Just as the songs of the 1950s were soaked in nostalgia and sentimentality, so are the characters in “The Master.” At the very start of the film, as Quell is being discharged from the Navy, he is asked during a psychiatric evaluation about a crying spell he had while serving. Quell responds that he was not crying, but rather suffering from nostalgia.

Quell’s psychiatric evaluation hints at the theme of nostalgia in “The Master” and also gives insight into how Dodd’s The Cause fits later in the film and how something like The Cause came to be in the postwar era. Quell’s psychiatric evaluation is filled with pseudoscience and trendy psychology: He gets a Rorschach test and dream analysis from the United States military.

Given this context, the science-fiction-like Cause and Quell’s involvement with the religious group seems considerably less outlandish. Rather than criticize or even attempt to completely understand the inner workings of Scientology, the inspiration for The Cause, Anderson uses the religious movement as a symptom of its time. The Cause, like postwar America, is characterized by desire for the past. Dodd hypnotizes followers to summon memories from their infancy, hints at previous lives and talks of time travel. While the rest of America is romantic in their nostalgia, Dodd crystallizes the desire for the past with rigid rules, tenets and scientific claims. The Cause combats postwar depression with the promise of a new life, as the new life the American military promised veterans like Quell failed to come to fruition.

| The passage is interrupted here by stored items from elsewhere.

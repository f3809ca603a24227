//! Engine context: one-way lifecycle, profile registry, kana table and the
//! schema cache behind a single reader-writer lock.
//!
//! Writers (`init`, `load_schema` on a cache miss) parse and publish while
//! holding the write lock, so concurrent callers never parse the same blob
//! twice and readers only ever see fully built structures.

use std::collections::HashMap;
use std::fmt;
use std::sync::{Arc, PoisonError, RwLock, RwLockReadGuard, RwLockWriteGuard};

use tracing::{debug, info, warn};

use crate::convert::{convert_key, ConversionResult};
use crate::diagnostics::{check_schema, SchemaReport};
use crate::error::EngineError;
use crate::kana::KanaTable;
use crate::profile::{Profile, ProfileRegistry};
use crate::schema::Schema;
use crate::settings::settings;

pub const VERSION: &str = env!("CARGO_PKG_VERSION");

enum EngineState {
    Uninitialized,
    Initialized(Loaded),
}

struct Loaded {
    profiles: ProfileRegistry,
    kana: KanaTable,
    schemas: HashMap<String, Arc<Schema>>,
}

impl Loaded {
    fn profile(&self, id: &str) -> Result<&Profile, EngineError> {
        self.profiles
            .lookup(id)
            .ok_or_else(|| EngineError::ProfileNotFound(id.to_string()))
    }

    fn schema_for(&self, profile: &Profile) -> Result<&Schema, EngineError> {
        self.schemas
            .get(&profile.input_schema_id)
            .map(Arc::as_ref)
            .ok_or_else(|| EngineError::SchemaNotLoaded(profile.input_schema_id.clone()))
    }
}

pub struct Engine {
    state: RwLock<EngineState>,
}

impl fmt::Debug for Engine {
    fn fmt(&self, f: &mut fmt::Formatter<'_>) -> fmt::Result {
        let mut s = f.debug_struct("Engine");
        match &*self.read() {
            EngineState::Uninitialized => s.field("initialized", &false),
            EngineState::Initialized(loaded) => s
                .field("initialized", &true)
                .field("profiles", &loaded.profiles.len())
                .field("schemas", &loaded.schemas.len()),
        };
        s.finish()
    }
}

impl Default for Engine {
    fn default() -> Self {
        Self::new()
    }
}

impl Engine {
    pub fn new() -> Self {
        Self {
            state: RwLock::new(EngineState::Uninitialized),
        }
    }

    // State is only replaced wholesale after a successful parse, so a guard
    // recovered from a poisoned lock is always consistent.
    fn read(&self) -> RwLockReadGuard<'_, EngineState> {
        self.state.read().unwrap_or_else(PoisonError::into_inner)
    }

    fn write(&self) -> RwLockWriteGuard<'_, EngineState> {
        self.state.write().unwrap_or_else(PoisonError::into_inner)
    }

    fn with_loaded<T>(
        &self,
        f: impl FnOnce(&Loaded) -> Result<T, EngineError>,
    ) -> Result<T, EngineError> {
        match &*self.read() {
            EngineState::Uninitialized => Err(EngineError::NotInitialized),
            EngineState::Initialized(loaded) => f(loaded),
        }
    }

    /// Load the profile registry and kana table. Succeeds at most once; a
    /// failed attempt leaves the engine uninitialized and may be retried.
    pub fn init(&self, profiles_json: &str, kana_json: &str) -> Result<(), EngineError> {
        let mut state = self.write();
        if matches!(*state, EngineState::Initialized(_)) {
            return Err(EngineError::AlreadyInitialized);
        }

        let profiles = ProfileRegistry::from_json(profiles_json).inspect_err(|e| {
            warn!(error = %e, "init rejected");
        })?;
        let kana = KanaTable::from_json(kana_json).inspect_err(|e| {
            warn!(error = %e, "init rejected");
        })?;

        if profiles.is_empty() {
            warn!("initialized with no profiles");
        }
        if kana.is_empty() {
            warn!("initialized with an empty kana table");
        }
        info!(
            profiles = profiles.len(),
            syllables = kana.len(),
            "engine initialized"
        );

        *state = EngineState::Initialized(Loaded {
            profiles,
            kana,
            schemas: HashMap::new(),
        });
        Ok(())
    }

    pub fn is_initialized(&self) -> bool {
        matches!(*self.read(), EngineState::Initialized(_))
    }

    /// Parse and cache the schema for `schema_id`. A cached id is never
    /// reparsed: later blobs for the same id are ignored and report success.
    pub fn load_schema(&self, schema_id: &str, schema_json: &str) -> Result<(), EngineError> {
        if self.with_loaded(|loaded| Ok(loaded.schemas.contains_key(schema_id)))? {
            debug!(schema_id, "schema already cached");
            return Ok(());
        }

        let mut state = self.write();
        let EngineState::Initialized(loaded) = &mut *state else {
            return Err(EngineError::NotInitialized);
        };
        // Another loader may have published while we waited for the lock.
        if loaded.schemas.contains_key(schema_id) {
            debug!(schema_id, "schema published by a concurrent loader");
            return Ok(());
        }

        let schema = Schema::from_json(schema_id, schema_json).inspect_err(|e| {
            warn!(schema_id, error = %e, "schema rejected");
        })?;
        info!(
            schema_id,
            entries = schema.len(),
            prefixes = schema.prefix_count(),
            "schema loaded"
        );
        loaded
            .schemas
            .insert(schema_id.to_string(), Arc::new(schema));
        Ok(())
    }

    pub fn is_schema_loaded(&self, schema_id: &str) -> bool {
        self.with_loaded(|loaded| Ok(loaded.schemas.contains_key(schema_id)))
            .unwrap_or(false)
    }

    /// Convert one keystroke for `profile_id`. `buffer` is the buffer the
    /// previous call returned (or empty).
    pub fn process_key(
        &self,
        profile_id: &str,
        buffer: &str,
        key: &str,
    ) -> Result<ConversionResult, EngineError> {
        self.with_loaded(|loaded| {
            let profile = loaded.profile(profile_id)?;
            let schema = loaded.schema_for(profile)?;
            convert_key(schema, &loaded.kana, buffer, key)
        })
    }

    /// All profiles, in the order the profiles blob listed them.
    pub fn profiles(&self) -> Result<Vec<Profile>, EngineError> {
        self.with_loaded(|loaded| Ok(loaded.profiles.iter().cloned().collect()))
    }

    pub fn profile(&self, profile_id: &str) -> Result<Profile, EngineError> {
        self.with_loaded(|loaded| loaded.profile(profile_id).cloned())
    }

    /// The configured default profile if registered, else the first one.
    pub fn default_profile(&self) -> Result<Profile, EngineError> {
        let preferred = &settings().profiles.default;
        self.with_loaded(|loaded| {
            loaded
                .profiles
                .lookup(preferred)
                .or_else(|| loaded.profiles.first())
                .cloned()
                .ok_or_else(|| EngineError::ProfileNotFound(preferred.clone()))
        })
    }

    /// Consistency report for the schema `profile_id` uses.
    pub fn diagnose(&self, profile_id: &str) -> Result<SchemaReport, EngineError> {
        self.with_loaded(|loaded| {
            let profile = loaded.profile(profile_id)?;
            let schema = loaded.schema_for(profile)?;
            Ok(check_schema(profile, schema, &loaded.kana))
        })
    }
}
//! UniFFI export layer: type-safe Swift/Kotlin bindings for the cyrkana engine.
//!
//! Each public type here maps to a generated class, struct, or enum.

mod engine;
mod types;

pub use engine::CyrEngine;
pub use types::{CyrAction, CyrConversionResult, CyrError, CyrProfile};

use std::path::Path;

// ---------------------------------------------------------------------------
// Top-level functions
// ---------------------------------------------------------------------------

#[uniffi::export]
fn engine_version() -> String {
    cyrkana_core::VERSION.to_string()
}

#[uniffi::export]
fn settings_load_config(path: String) -> Result<(), CyrError> {
    let content = std::fs::read_to_string(&path).map_err(|e| CyrError::Io {
        msg: format!("{path}: {e}"),
    })?;
    cyrkana_core::settings::init_custom(content)
        .map_err(|e| CyrError::InvalidData { msg: e.to_string() })?;
    Ok(())
}

#[uniffi::export]
fn settings_default_config() -> String {
    cyrkana_core::settings::default_toml().to_string()
}

#[uniffi::export]
fn trace_init(log_dir: String) {
    crate::trace_init::init_tracing(Path::new(&log_dir));
}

Though the film centers on themes of nostalgia and rebirth and uses the songs and even film style of the time, "The Master" is, most importantly, not nostalgic itself. The camera’s unwavering gaze at Quell's and Dodd’s lowest and most uncomfortable moments creates a sense of realism that exists outside the film’s nostalgic themes. Instead, “The Master” ultimately is about Quell and Dodd in the midst of this puzzling and largely unstable postwar era. They are two men trying to find meaning and belonging with each other, with Dodd creating order and collecting followers, including Quell, his lost and needy subject. Ultimately, the two fail each other: Dodd’s need for control and Quell’s unbridled violence create discord impossible to overcome, and the men end up despondent and alone.

Interestingly, the 1950s is looked back upon fondly in modern America, labeled an era of booming opportunity and purity. As I watched the film, a friend remarked that the 50s-esque cinematography looked “like a filter,” one of the options we choose from on the Instagram app. Our obsession with the nostalgic look suggests a belief in a simpler and happier time decades ago, but Anderson shows that though the 1950s may look idyllic through VistaVision glasses, something much more complex occurred. This, of course, parallels the themes of the film itself: Just as we share the delusion of a perfect 1950s America, Quell and the rest of the nation desperately cling to the past as they seek comfort in a postwar world, and “The Master” reminds us that what we hold on to may be only something we create.